Le préfet réaffirme son soutien aux éleveurs

Invités par le syndicat départemental ovin (SDO) et la FDSEA, le préfet Thierry Devimeux, les représentants de la DDT et de l’OFB étaient présents. S’adressant à Mathieu Ladreyt, le préfet a soutenu : « Bien sûr que votre fils va s’installer. Et d’avouer : Après les attaques de loup de l’an dernier, j’ai vraiment espéré qu’il ne s’agissait que d’une vague qui allait passer. Mais on voit bien que non. Le loup est déjà installé dans la Drôme et il lui suffit de traverser le Rhône. » Il a réaffirmé son soutien entier aux éleveurs. « Je comprends votre colère mais sachez qu’on a déjà avancé par rapport à l’an dernier : on a défini des zones où l’on peut se défendre très vite avec les tirs de défense, on a des outils financiers pour se doter de moyens de défense… Et en 2023 on pourra mettre en œuvre des moyens collectifs. »

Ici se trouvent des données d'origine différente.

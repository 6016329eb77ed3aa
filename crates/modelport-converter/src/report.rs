//! Per-run batch report: per-entry outcomes, counters and durations.

use std::path::PathBuf;
use std::time::Duration;

use chrono::{DateTime, Utc};
use serde::{Deserialize, Serialize};

use crate::error::ConversionError;
use crate::models::{ConversionEntry, ConversionJob};

/// Outcome of one entry.
#[derive(Debug, Clone, Copy, PartialEq, Eq, Serialize, Deserialize)]
#[serde(rename_all = "snake_case")]
pub enum EntryStatus {
    /// Opened and exported.
    Converted,
    /// Open or export failed.
    Failed,
}

/// Result for a single entry.
#[derive(Debug, Clone, Serialize, Deserialize)]
pub struct EntryResult {
    /// Source file name.
    pub source_name: String,
    /// Output file name.
    pub output_name: String,
    /// Outcome.
    pub status: EntryStatus,
    /// Error message if failed.
    pub error: Option<String>,
    /// Duration of open + export in milliseconds.
    pub duration_ms: u64,
}

/// Report of one batch run.
#[derive(Debug, Clone, Serialize, Deserialize)]
pub struct BatchReport {
    /// Directory the batch ran in.
    pub source_directory: PathBuf,
    /// Output extension.
    pub target_format: String,
    /// Name of the host driver.
    pub host: String,
    /// When the batch started.
    pub started_at: DateTime<Utc>,
    /// Number of entries selected at job start.
    pub selected: usize,
    /// Results for the entries that were attempted, in order.
    pub entries: Vec<EntryResult>,
    /// Total wall-clock duration in milliseconds.
    pub total_duration_ms: u64,
}

impl BatchReport {
    /// Start a report for `job`.
    pub fn new(job: &ConversionJob, host: &str) -> Self {
        Self {
            source_directory: job.source_directory.clone(),
            target_format: job.target_format.clone(),
            host: host.to_string(),
            started_at: Utc::now(),
            selected: job.len(),
            entries: Vec::with_capacity(job.len()),
            total_duration_ms: 0,
        }
    }

    /// Record a converted entry.
    pub fn record_success(&mut self, entry: &ConversionEntry, duration: Duration) {
        self.entries.push(EntryResult {
            source_name: entry.source_name.clone(),
            output_name: entry.output_name.clone(),
            status: EntryStatus::Converted,
            error: None,
            duration_ms: duration.as_millis() as u64,
        });
    }

    /// Record a failed entry.
    pub fn record_failure(
        &mut self,
        entry: &ConversionEntry,
        error: &ConversionError,
        duration: Duration,
    ) {
        self.entries.push(EntryResult {
            source_name: entry.source_name.clone(),
            output_name: entry.output_name.clone(),
            status: EntryStatus::Failed,
            error: Some(error.to_string()),
            duration_ms: duration.as_millis() as u64,
        });
    }

    /// Close the report with the total run duration.
    pub fn finish(&mut self, total: Duration) {
        self.total_duration_ms = total.as_millis() as u64;
    }

    /// Number of converted entries.
    pub fn converted_count(&self) -> usize {
        self.count(EntryStatus::Converted)
    }

    /// Number of failed entries.
    pub fn failed_count(&self) -> usize {
        self.count(EntryStatus::Failed)
    }

    /// Whether any entry failed.
    pub fn has_failures(&self) -> bool {
        self.failed_count() > 0
    }

    /// Failed entries, in order.
    pub fn failures(&self) -> impl Iterator<Item = &EntryResult> {
        self.entries
            .iter()
            .filter(|e| e.status == EntryStatus::Failed)
    }

    fn count(&self, status: EntryStatus) -> usize {
        self.entries.iter().filter(|e| e.status == status).count()
    }
}
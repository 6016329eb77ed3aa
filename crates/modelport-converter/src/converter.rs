//! Batch converter: selects source documents in a directory and drives the
//! host's open/export pair over each of them, one at a time.

use std::path::Path;
use std::time::Instant;

use modelport_core::config::batch::{BatchConfig, FailurePolicy};
use tracing::{debug, error, info, instrument, warn};

use crate::error::ConversionError;
use crate::filesystem::{ensure_directory, list_source_names};
use crate::host::ModelHost;
use crate::models::{ConversionEntry, ConversionJob, normalize_directory};
use crate::progress::ProgressReporter;
use crate::report::BatchReport;
use crate::workdir::WorkingDirGuard;

/// Selection and failure options for a run.
#[derive(Debug, Clone)]
pub struct BatchOptions {
    /// Literal, case-sensitive suffix selecting source documents.
    pub source_extension: String,
    /// Sort entries by name instead of keeping listing order.
    pub sort_entries: bool,
    /// What to do when an entry fails.
    pub failure_policy: FailurePolicy,
}

impl Default for BatchOptions {
    fn default() -> Self {
        Self::from(&BatchConfig::default())
    }
}

impl From<&BatchConfig> for BatchOptions {
    fn from(config: &BatchConfig) -> Self {
        Self {
            source_extension: config.source_extension.clone(),
            sort_entries: config.sort_entries,
            failure_policy: config.failure_policy,
        }
    }
}

/// Drives a [`ModelHost`] over every matching document of a directory.
#[derive(Debug)]
pub struct BatchConverter<H: ModelHost> {
    host: H,
    options: BatchOptions,
}

impl<H: ModelHost> BatchConverter<H> {
    /// Create a converter over `host`.
    pub fn new(host: H, options: BatchOptions) -> Self {
        Self { host, options }
    }

    /// The host driver.
    pub fn host(&self) -> &H {
        &self.host
    }

    /// Consume the converter and return the host driver.
    pub fn into_host(self) -> H {
        self.host
    }

    /// Run the batch over `directory`.
    ///
    /// A missing or empty `directory` is a silent no-op returning `Ok(None)`:
    /// nothing is listed, no host call is made and nothing is reported.
    ///
    /// Otherwise the working directory is switched to `directory` for the
    /// duration of the run and restored on every exit path. Under
    /// [`FailurePolicy::Abort`] the first failing entry ends the run with its
    /// error; under [`FailurePolicy::Continue`] failures are recorded in the
    /// returned report and the run goes on.
    #[instrument(skip(self, directory, reporter), fields(host = self.host.name()))]
    pub async fn run(
        &mut self,
        directory: Option<&Path>,
        target_format: &str,
        reporter: &mut dyn ProgressReporter,
    ) -> Result<Option<BatchReport>, ConversionError> {
        let Some(raw) = directory.filter(|d| !d.as_os_str().is_empty()) else {
            debug!("No directory selected, nothing to do");
            return Ok(None);
        };

        if target_format.is_empty() {
            return Err(ConversionError::EmptyTargetFormat);
        }

        let started = Instant::now();
        let dir = normalize_directory(raw);
        ensure_directory(&dir).await?;
        reporter.directory(&dir);

        let _cwd = WorkingDirGuard::enter(&dir)?;

        let names = list_source_names(
            Path::new("."),
            &self.options.source_extension,
            self.options.sort_entries,
        )
        .await?;
        let job = ConversionJob::from_names(
            dir,
            &self.options.source_extension,
            target_format,
            names,
        );
        info!(
            directory = %job.source_directory.display(),
            entries = job.len(),
            target_format,
            "Selected source documents"
        );

        let mut report = BatchReport::new(&job, self.host.name());
        for entry in &job.entries {
            reporter.entry(entry);
            let entry_started = Instant::now();

            match self.convert_entry(entry).await {
                Ok(()) => report.record_success(entry, entry_started.elapsed()),
                // Under abort the error is returned to the caller, which reports it.
                Err(err) => match self.options.failure_policy {
                    FailurePolicy::Abort => {
                        error!(entry = %entry.source_name, error = %err, "Aborting batch");
                        return Err(err);
                    }
                    FailurePolicy::Continue => {
                        warn!(entry = %entry.source_name, error = %err, "Entry failed, continuing");
                        reporter.entry_failed(entry, &err);
                        report.record_failure(entry, &err, entry_started.elapsed());
                    }
                },
            }
        }

        report.finish(started.elapsed());
        info!(
            converted = report.converted_count(),
            failed = report.failed_count(),
            duration_ms = report.total_duration_ms,
            "Batch finished"
        );
        reporter.done(&report);
        Ok(Some(report))
    }

    /// Open one document and export it, both non-interactively.
    async fn convert_entry(&mut self, entry: &ConversionEntry) -> Result<(), ConversionError> {
        self.host
            .open_document(Path::new(&entry.source_name), false)
            .await
            .map_err(|e| ConversionError::host(&entry.source_name, e))?;

        self.host
            .export_active_document(Path::new(&entry.output_name), false)
            .await
            .map_err(|e| ConversionError::host(&entry.source_name, e))
    }
}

« Les tirs de défense, c’est très bien ; mais tirer un loup de nuit, c’est impossible, affiche Alain Crozier, président du SDO. Il faut que la Brigade loup vienne former nos lieutenants de louvèterie car on n’y arrivera pas seuls. Et plutôt que de mettre de l’argent dans des moyens de protection coûteux et peu efficaces, pourquoi ne pas investir dans des systèmes d’alerte caméra en cas de détection du loup ? »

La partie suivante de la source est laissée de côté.